:: Exercise ::
Word for word, copy all of the entries.

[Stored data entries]
◆ ◆ ◆ ◆ ◆ ◆ ◆

use anime_filters_engine::FilterEngine;
use anime_filters_protocol::{serialize_json, CommandRequest, CommandResponse, FilterCommand};
use anime_filters_store::{open_store, Backend, LabelOrder, Partition};
use anyhow::{Context as AnyhowContext, Result};
use clap::{Args, Parser, Subcommand};
use config::{AppConfig, ConfigOverrides};
use dispatch::CommandHandler;
use std::fs;
use std::io::{self, Read};
use std::path::PathBuf;

mod config;
mod dispatch;
mod http_api;
mod render;

fn print_stdout(text: &str) -> Result<()> {
    use std::io::Write;

    let mut stdout = io::stdout().lock();
    if let Err(err) = stdout
        .write_all(text.as_bytes())
        .and_then(|_| stdout.write_all(b"\n"))
        .and_then(|_| stdout.flush())
    {
        if err.kind() == io::ErrorKind::BrokenPipe {
            return Ok(());
        }
        return Err(err.into());
    }
    Ok(())
}

#[derive(Parser)]
#[command(name = "anime-filters")]
#[command(about = "Per-chat anime filter lists", long_about = None)]
#[command(version)]
struct Cli {
    #[command(subcommand)]
    command: Commands,

    /// TOML config file (default: ./anime-filters.toml when present)
    #[arg(long, global = true)]
    config: Option<PathBuf>,

    /// JSON data file or SQLite database path
    #[arg(long, global = true)]
    data: Option<PathBuf>,

    /// Storage backend: json|sqlite
    #[arg(long, global = true)]
    backend: Option<Backend>,

    /// scoped (one list per chat) or global (one shared list)
    #[arg(long, global = true)]
    partition: Option<Partition>,

    /// Listing order: insertion|sorted
    #[arg(long, global = true)]
    order: Option<LabelOrder>,

    /// Labels per page for `page`
    #[arg(long, global = true)]
    page_size: Option<usize>,

    /// Chat the command applies to
    #[arg(long, global = true, default_value = "local", allow_hyphen_values = true)]
    chat: String,

    /// Print the full JSON response instead of the chat text
    #[arg(long, global = true)]
    json: bool,

    /// Enable verbose logging
    #[arg(short, long, global = true)]
    verbose: bool,

    /// Quiet mode: log only warnings/errors
    #[arg(long, global = true)]
    quiet: bool,
}

#[derive(Subcommand)]
enum Commands {
    #[command(flatten)]
    Chat(ChatCommand),

    /// Execute a JSON CommandRequest
    Command(CommandArgs),

    /// Serve the command API over HTTP (POST /command, GET /health)
    ServeHttp(ServeArgs),
}

/// Commands answered for a single chat, the way the bot would reply.
#[derive(Subcommand)]
enum ChatCommand {
    /// Add anime names (comma-separated)
    Add(TextArgs),

    /// Add one anime name, commas included
    AddOne(TextArgs),

    /// Show the whole filter list
    List,

    /// Show one page of the filter list
    Page(PageArgs),

    /// Find anime whose name contains the text (case-sensitive)
    Search(TextArgs),

    /// Stop showing filters in this chat
    Stop,

    /// Show filters again in this chat
    Restart,

    /// Number of anime in the list
    Count,

    /// Print the bot welcome text
    Start,

    /// Print the bot help text
    HelpText,
}

#[derive(Args)]
struct TextArgs {
    #[arg(num_args = 0.., trailing_var_arg = true, allow_hyphen_values = true)]
    text: Vec<String>,
}

#[derive(Args)]
struct PageArgs {
    /// One-based page number
    #[arg(allow_negative_numbers = true)]
    number: Option<i64>,
}

#[derive(Args)]
struct CommandArgs {
    /// Inline JSON request
    #[arg(long, conflicts_with = "file")]
    request: Option<String>,

    /// Read the JSON request from a file
    #[arg(long)]
    file: Option<PathBuf>,

    /// Pretty-print the response
    #[arg(long)]
    pretty: bool,
}

#[derive(Args)]
struct ServeArgs {
    #[arg(long, default_value = "127.0.0.1:8080")]
    bind: String,
}

pub async fn main_entry() -> Result<()> {
    let mut cli = Cli::parse();

    // Keep stdout clean for JSON consumers.
    if cli.json || matches!(cli.command, Commands::Command(_)) {
        cli.quiet = true;
    }

    let mut builder =
        env_logger::Builder::from_env(env_logger::Env::default().default_filter_or("info"));
    if cli.quiet {
        builder.filter_level(log::LevelFilter::Warn);
    } else if cli.verbose {
        builder.filter_level(log::LevelFilter::Debug);
    }
    builder.filter_module("sqlx", log::LevelFilter::Warn);
    builder.target(env_logger::Target::Stderr).init();

    let config = load_config(&cli)?;
    let store = open_store(&config.store)
        .await
        .with_context(|| format!("Failed to open {}", config.store.resolved_path().display()))?;
    let handler = CommandHandler::new(
        FilterEngine::new(store, config.engine_config()),
        config.batch_add,
    );

    match cli.command {
        Commands::Command(args) => run_command(&handler, &args).await,
        Commands::ServeHttp(args) => http_api::serve(&args.bind, handler).await,
        Commands::Chat(command) => {
            let request = local_request(command, cli.chat);
            let response = handler.execute(request).await;
            emit(&response, cli.json)
        }
    }
}

fn load_config(cli: &Cli) -> Result<AppConfig> {
    let cwd = std::env::current_dir().context("Cannot determine working directory")?;
    let mut config = AppConfig::discover(cli.config.as_deref(), &cwd)?;
    config.apply_env(|key| std::env::var(key).ok())?;
    config.apply_overrides(&ConfigOverrides {
        backend: cli.backend,
        data: cli.data.clone(),
        partition: cli.partition,
        order: cli.order,
        page_size: cli.page_size,
    })?;
    log::debug!("effective config: {config:?}");
    Ok(config)
}

fn local_request(command: ChatCommand, chat_id: String) -> CommandRequest {
    let (command, args, page) = match command {
        ChatCommand::Add(text) => (FilterCommand::Add, text.text.join(" "), None),
        ChatCommand::AddOne(text) => (FilterCommand::AddOne, text.text.join(" "), None),
        ChatCommand::List => (FilterCommand::List, String::new(), None),
        ChatCommand::Page(args) => (FilterCommand::Page, String::new(), args.number),
        ChatCommand::Search(text) => (FilterCommand::Search, text.text.join(" "), None),
        ChatCommand::Stop => (FilterCommand::Stop, String::new(), None),
        ChatCommand::Restart => (FilterCommand::Restart, String::new(), None),
        ChatCommand::Count => (FilterCommand::Count, String::new(), None),
        ChatCommand::Start => (FilterCommand::Start, String::new(), None),
        ChatCommand::HelpText => (FilterCommand::Help, String::new(), None),
    };
    CommandRequest {
        chat_id,
        command,
        args,
        page,
    }
}

fn emit(response: &CommandResponse, json: bool) -> Result<()> {
    if json {
        print_stdout(&serialize_json(response)?)?;
    } else {
        print_stdout(&response.text)?;
    }
    fail_on_error(response)
}

fn fail_on_error(response: &CommandResponse) -> Result<()> {
    match &response.error {
        Some(error) if !response.is_ok() => anyhow::bail!("{}: {}", error.code, error.message),
        _ => Ok(()),
    }
}

async fn run_command(handler: &CommandHandler, args: &CommandArgs) -> Result<()> {
    let raw = read_payload(args)?;
    let request: CommandRequest =
        serde_json::from_str(&raw).context("Invalid JSON passed to --request/--file")?;

    let response = handler.execute(request).await;

    let output = if args.pretty {
        serde_json::to_string_pretty(&response)?
    } else {
        serialize_json(&response)?
    };
    print_stdout(&output)?;
    fail_on_error(&response)
}

fn read_payload(args: &CommandArgs) -> Result<String> {
    if let Some(raw) = &args.request {
        return Ok(raw.clone());
    }
    if let Some(path) = &args.file {
        return fs::read_to_string(path)
            .with_context(|| format!("Failed to read JSON from {}", path.display()));
    }

    let mut buffer = String::new();
    io::stdin()
        .read_to_string(&mut buffer)
        .context("Failed to read JSON from stdin")?;

    if buffer.trim().is_empty() {
        anyhow::bail!(
            "Command request is empty. Provide --request, --file, or pipe JSON via stdin."
        );
    }

    Ok(buffer)
}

◆ ◆ ◆ ◆ ◆ ◆ ◆

:: Reply ::
use anime_filters_engine::FilterEngine;
use anime_filters_protocol::{serialize_json, CommandRequest, CommandResponse, FilterCommand};
use anime_filters_store::{open_store, Backend, LabelOrder, Partition};
use anyhow::{Context as AnyhowContext, Result};
use clap::{Args, Parser, Subcommand};
use config::{AppConfig, ConfigOverrides};
use dispatch::CommandHandler;
use std::fs;
use std::io::{self, Read};
use std::path::PathBuf;

mod config;
mod dispatch;
mod http_api;
mod render;

fn print_stdout(text: &str) -> Result<()> {
    use std::io::Write;

    let mut stdout = io::stdout().lock();
    if let Err(err) = stdout
        .write_all(text.as_bytes())
        .and_then(|_| stdout.write_all(b"\n"))
        .and_then(|_| stdout.flush())
    {
        if err.kind() == io::ErrorKind::BrokenPipe {
            return Ok(());
        }
        return Err(err.into());
    }
    Ok(())
}

#[derive(Parser)]
#[command(name = "anime-filters")]
#[command(about = "Per-chat anime filter lists", long_about = None)]
#[command(version)]
struct Cli {
    #[command(subcommand)]
    command: Commands,

    /// TOML config file (default: ./anime-filters.toml when present)
    #[arg(long, global = true)]
    config: Option<PathBuf>,

    /// JSON data file or SQLite database path
    #[arg(long, global = true)]
    data: Option<PathBuf>,

    /// Storage backend: json|sqlite
    #[arg(long, global = true)]
    backend: Option<Backend>,

    /// scoped (one list per chat) or global (one shared list)
    #[arg(long, global = true)]
    partition: Option<Partition>,

    /// Listing order: insertion|sorted
    #[arg(long, global = true)]
    order: Option<LabelOrder>,

    /// Labels per page for `page`
    #[arg(long, global = true)]
    page_size: Option<usize>,

    /// Chat the command applies to
    #[arg(long, global = true, default_value = "local", allow_hyphen_values = true)]
    chat: String,

    /// Print the full JSON response instead of the chat text
    #[arg(long, global = true)]
    json: bool,

    /// Enable verbose logging
    #[arg(short, long, global = true)]
    verbose: bool,

    /// Quiet mode: log only warnings/errors
    #[arg(long, global = true)]
    quiet: bool,
}

#[derive(Subcommand)]
enum Commands {
    #[command(flatten)]
    Chat(ChatCommand),

    /// Execute a JSON CommandRequest
    Command(CommandArgs),

    /// Serve the command API over HTTP (POST /command, GET /health)
    ServeHttp(ServeArgs),
}

/// Commands answered for a single chat, the way the bot would reply.
#[derive(Subcommand)]
enum ChatCommand {
    /// Add anime names (comma-separated)
    Add(TextArgs),

    /// Add one anime name, commas included
    AddOne(TextArgs),

    /// Show the whole filter list
    List,

    /// Show one page of the filter list
    Page(PageArgs),

    /// Find anime whose name contains the text (case-sensitive)
    Search(TextArgs),

    /// Stop showing filters in this chat
    Stop,

    /// Show filters again in this chat
    Restart,

    /// Number of anime in the list
    Count,

    /// Print the bot welcome text
    Start,

    /// Print the bot help text
    HelpText,
}

#[derive(Args)]
struct TextArgs {
    #[arg(num_args = 0.., trailing_var_arg = true, allow_hyphen_values = true)]
    text: Vec<String>,
}

#[derive(Args)]
struct PageArgs {
    /// One-based page number
    #[arg(allow_negative_numbers = true)]
    number: Option<i64>,
}

#[derive(Args)]
struct CommandArgs {
    /// Inline JSON request
    #[arg(long, conflicts_with = "file")]
    request: Option<String>,

    /// Read the JSON request from a file
    #[arg(long)]
    file: Option<PathBuf>,

    /// Pretty-print the response
    #[arg(long)]
    pretty: bool,
}

#[derive(Args)]
struct ServeArgs {
    #[arg(long, default_value = "127.0.0.1:8080")]
    bind: String,
}

pub async fn main_entry() -> Result<()> {
    let mut cli = Cli::parse();

    // Keep stdout clean for JSON consumers.
    if cli.json || matches!(cli.command, Commands::Command(_)) {
        cli.quiet = true;
    }

    let mut builder =
        env_logger::Builder::from_env(env_logger::Env::default().default_filter_or("info"));
    if cli.quiet {
        builder.filter_level(log::LevelFilter::Warn);
    } else if cli.verbose {
        builder.filter_level(log::LevelFilter::Debug);
    }
    builder.filter_module("sqlx", log::LevelFilter::Warn);
    builder.target(env_logger::Target::Stderr).init();

    let config = load_config(&cli)?;
    let store = open_store(&config.store)
        .await
        .with_context(|| format!("Failed to open {}", config.store.resolved_path().display()))?;
    let handler = CommandHandler::new(
        FilterEngine::new(store, config.engine_config()),
        config.batch_add,
    );

    match cli.command {
        Commands::Command(args) => run_command(&handler, &args).await,
        Commands::ServeHttp(args) => http_api::serve(&args.bind, handler).await,
        Commands::Chat(command) => {
            let request = local_request(command, cli.chat);
            let response = handler.execute(request).await;
            emit(&response, cli.json)
        }
    }
}

fn load_config(cli: &Cli) -> Result<AppConfig> {
    let cwd = std::env::current_dir().context("Cannot determine working directory")?;
    let mut config = AppConfig::discover(cli.config.as_deref(), &cwd)?;
    config.apply_env(|key| std::env::var(key).ok())?;
    config.apply_overrides(&ConfigOverrides {
        backend: cli.backend,
        data: cli.data.clone(),
        partition: cli.partition,
        order: cli.order,
        page_size: cli.page_size,
    })?;
    log::debug!("effective config: {config:?}");
    Ok(config)
}

fn local_request(command: ChatCommand, chat_id: String) -> CommandRequest {
    let (command, args, page) = match command {
        ChatCommand::Add(text) => (FilterCommand::Add, text.text.join(" "), None),
        ChatCommand::AddOne(text) => (FilterCommand::AddOne, text.text.join(" "), None),
        ChatCommand::List => (FilterCommand::List, String::new(), None),
        ChatCommand::Page(args) => (FilterCommand::Page, String::new(), args.number),
        ChatCommand::Search(text) => (FilterCommand::Search, text.text.join(" "), None),
        ChatCommand::Stop => (FilterCommand::Stop, String::new(), None),
        ChatCommand::Restart => (FilterCommand::Restart, String::new(), None),
        ChatCommand::Count => (FilterCommand::Count, String::new(), None),
        ChatCommand::Start => (FilterCommand::Start, String::new(), None),
        ChatCommand::HelpText => (FilterCommand::Help, String::new(), None),
    };
    CommandRequest {
        chat_id,
        command,
        args,
        page,
    }
}

fn emit(response: &CommandResponse, json: bool) -> Result<()> {
    if json {
        print_stdout(&serialize_json(response)?)?;
    } else {
        print_stdout(&response.text)?;
    }
    fail_on_error(response)
}

fn fail_on_error(response: &CommandResponse) -> Result<()> {
    match &response.error {
        Some(error) if !response.is_ok() => anyhow::bail!("{}: {}", error.code, error.message),
        _ => Ok(()),
    }
}

async fn run_command(handler: &CommandHandler, args: &CommandArgs) -> Result<()> {
    let raw = read_payload(args)?;
    let request: CommandRequest =
        serde_json::from_str(&raw).context("Invalid JSON passed to --request/--file")?;

    let response = handler.execute(request).await;

    let output = if args.pretty {
        serde_json::to_string_pretty(&response)?
    } else {
        serialize_json(&response)?
    };
    print_stdout(&output)?;
    fail_on_error(&response)
}

fn read_payload(args: &CommandArgs) -> Result<String> {
    if let Some(raw) = &args.request {
        return Ok(raw.clone());
    }
    if let Some(path) = &args.file {
        return fs::read_to_string(path)
            .with_context(|| format!("Failed to read JSON from {}", path.display()));
    }

    let mut buffer = String::new();
    io::stdin()
        .read_to_string(&mut buffer)
        .context("Failed to read JSON from stdin")?;

    if buffer.trim().is_empty() {
        anyhow::bail!(
            "Command request is empty. Provide --request, --file, or pipe JSON via stdin."
        );
    }

    Ok(buffer)
}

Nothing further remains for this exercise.